Next, and of great significance, is the fact that your only child is terminally ill.  She is now almost two. In mid 2007 she was diagnosed with global development delay caused by a neuro-degenerative disease.  She cannot sit, hold up her head or have any purposeful movements.  Associated with this are multi-faceted conditions including uncontrolled seizures, blindness, a deficient swallowing capacity which requires her to be fed by a tube and an inability to speak.  Since the diagnosis she has need 24 hour intensive care.  The details of her condition and its effects upon you and your wife are set out in a number of medical reports that I have received.

Your wife gave moving evidence of the obvious stress and trauma you have suffered as a couple and as part of the wider family.  She has, it would seem, changed from being a buoyant person and suffered from major depression.  She explained how she, and you to a lesser extent, have spent countless hours at the Royal Children’s Hospital trying to support your daughter.  She spoke evocatively of the support that you have given her over this difficult time.  Sadly, the position has been reached where your child has come home where she has been receiving respite care.  But she is very unstable and a decision has now been reached not to revive her if she suffers from a serious collapse, which it would appear is imminent.
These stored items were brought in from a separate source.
//! Per-source sync watermarks: the durable cursor each platform adapter
//! resumes ingestion from after a restart or reconnect.
//!
//! Ids are the triple `platform:source:scope` — e.g. `signal:main:messages`,
//! `gmail:INBOX:uids`, `telegram:bot:updates` — stored as plain strings so a
//! new platform never needs a schema migration to get a cursor slot.

use std::sync::Arc;

use serde::{Deserialize, Serialize};
use serde_json::Value;

use crate::error::StorageError;
use crate::store::StateStore;

/// The shape a watermark takes varies by platform transport; all variants
/// round-trip through the same JSON column so the store stays platform-agnostic.
#[derive(Debug, Clone, Serialize, Deserialize, PartialEq)]
#[serde(tag = "type", rename_all = "lowercase")]
pub enum Watermark {
    Timestamp(i64),
    MessageId {
        id: String,
        #[serde(skip_serializing_if = "Option::is_none")]
        ts: Option<i64>,
    },
    Uid {
        value: u32,
        #[serde(skip_serializing_if = "Option::is_none")]
        validity: Option<u32>,
    },
    Sequence(u64),
    Cursor(String),
    Composite(Value),
}

/// Parses a sync-state id of the form `platform:source:scope`. The scope
/// portion may itself contain colons (e.g. a room id with a namespace), so
/// only the first two separators are significant.
pub fn parse_sync_id(id: &str) -> Option<(String, String, String)> {
    let mut parts = id.splitn(3, ':');
    let platform = parts.next()?;
    let source = parts.next()?;
    let scope = parts.next()?;
    if platform.is_empty() || source.is_empty() || scope.is_empty() {
        return None;
    }
    Some((platform.to_string(), source.to_string(), scope.to_string()))
}

pub fn make_sync_id(platform: &str, source: &str, scope: &str) -> String {
    format!("{platform}:{source}:{scope}")
}

#[derive(Clone)]
pub struct SyncStateManager {
    store: Arc<StateStore>,
}

impl SyncStateManager {
    pub fn new(store: Arc<StateStore>) -> Self {
        Self { store }
    }

    pub async fn get(&self, id: &str) -> Result<Option<Watermark>, StorageError> {
        let Some((watermark_json, _metadata, _updated_at)) = self.store.load_sync_state(id).await?
        else {
            return Ok(None);
        };
        let watermark = serde_json::from_str(&watermark_json)
            .map_err(|e| StorageError::WriteFailed(format!("corrupt watermark for {id}: {e}")))?;
        Ok(Some(watermark))
    }

    pub async fn set(
        &self,
        id: &str,
        watermark: &Watermark,
        now_ms: i64,
    ) -> Result<(), StorageError> {
        let json = serde_json::to_string(watermark)
            .map_err(|e| StorageError::WriteFailed(e.to_string()))?;
        self.store.save_sync_state(id, &json, None, now_ms).await
    }

    pub async fn clear(&self, id: &str) -> Result<(), StorageError> {
        self.store.delete_sync_state(id).await
    }

    /// All watermarks for a platform, e.g. to resume every tracked source on
    /// adapter startup.
    pub async fn for_platform(
        &self,
        platform: &str,
    ) -> Result<Vec<(String, Watermark)>, StorageError> {
        let prefix = format!("{platform}:");
        let rows = self.store.load_sync_states_for_prefix(&prefix).await?;
        let mut out = Vec::with_capacity(rows.len());
        for (id, watermark_json, _metadata, _updated_at) in rows {
            let watermark = serde_json::from_str(&watermark_json).map_err(|e| {
                StorageError::WriteFailed(format!("corrupt watermark for {id}: {e}"))
            })?;
            out.push((id, watermark));
        }
        Ok(out)
    }
}

#[cfg(test)]
mod tests {
    use super::*;

    #[test]
    fn parses_three_part_id() {
        let parsed = parse_sync_id("signal:main:messages").unwrap();
        assert_eq!(parsed, ("signal".into(), "main".into(), "messages".into()));
    }

    #[test]
    fn scope_may_contain_colons() {
        let parsed = parse_sync_id("gmail:INBOX:thread:abc123").unwrap();
        assert_eq!(parsed.2, "thread:abc123");
    }

    #[test]
    fn rejects_fewer_than_three_parts() {
        assert!(parse_sync_id("signal:main").is_none());
        assert!(parse_sync_id("signal").is_none());
    }

    #[tokio::test]
    async fn watermark_round_trips_through_store() {
        let store = Arc::new(StateStore::open_in_memory().unwrap());
        let mgr = SyncStateManager::new(store);
        let id = make_sync_id("gmail", "INBOX", "uids");
        mgr.set(&id, &Watermark::Uid { value: 42, validity: Some(7) }, 1000)
            .await
            .unwrap();

        let got = mgr.get(&id).await.unwrap().unwrap();
        assert_eq!(got, Watermark::Uid { value: 42, validity: Some(7) });
    }

    #[tokio::test]
    async fn for_platform_returns_only_matching_prefix() {
        let store = Arc::new(StateStore::open_in_memory().unwrap());
        let mgr = SyncStateManager::new(store);
        mgr.set(&make_sync_id("gmail", "INBOX", "uids"), &Watermark::Uid { value: 1, validity: None }, 1)
            .await
            .unwrap();
        mgr.set(&make_sync_id("telegram", "bot", "updates"), &Watermark::Sequence(9), 1)
            .await
            .unwrap();

        let gmail_only = mgr.for_platform("gmail").await.unwrap();
        assert_eq!(gmail_only.len(), 1);
        assert_eq!(gmail_only[0].0, "gmail:INBOX:uids");
    }
}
  1. The judge regarded those circumstances as warranting a degree of mercy.  His Honour said that:

… I acknowledge that your incarceration will mean that you will be unavailable to support your wife and family if your daughter dies and in the crucial period thereafter.  This will cause additional stress and hardship to you and them.  The position is made worse by the fact that your wife is now expecting another child and you have been told there is a 20 percent chance that it will suffer the same conditions that I have described which have befallen your daughter.  I take all of this into account in your favour and I do think that this is a case where there should be some amelioration of sentence in the exercise of mercy of the kind I have referred to.  It is fortunate that there are a number of strong family supports available to help your wife cope with these difficult prospects, as has been the case whilst you were in custody for a significant time prior to being granted bail.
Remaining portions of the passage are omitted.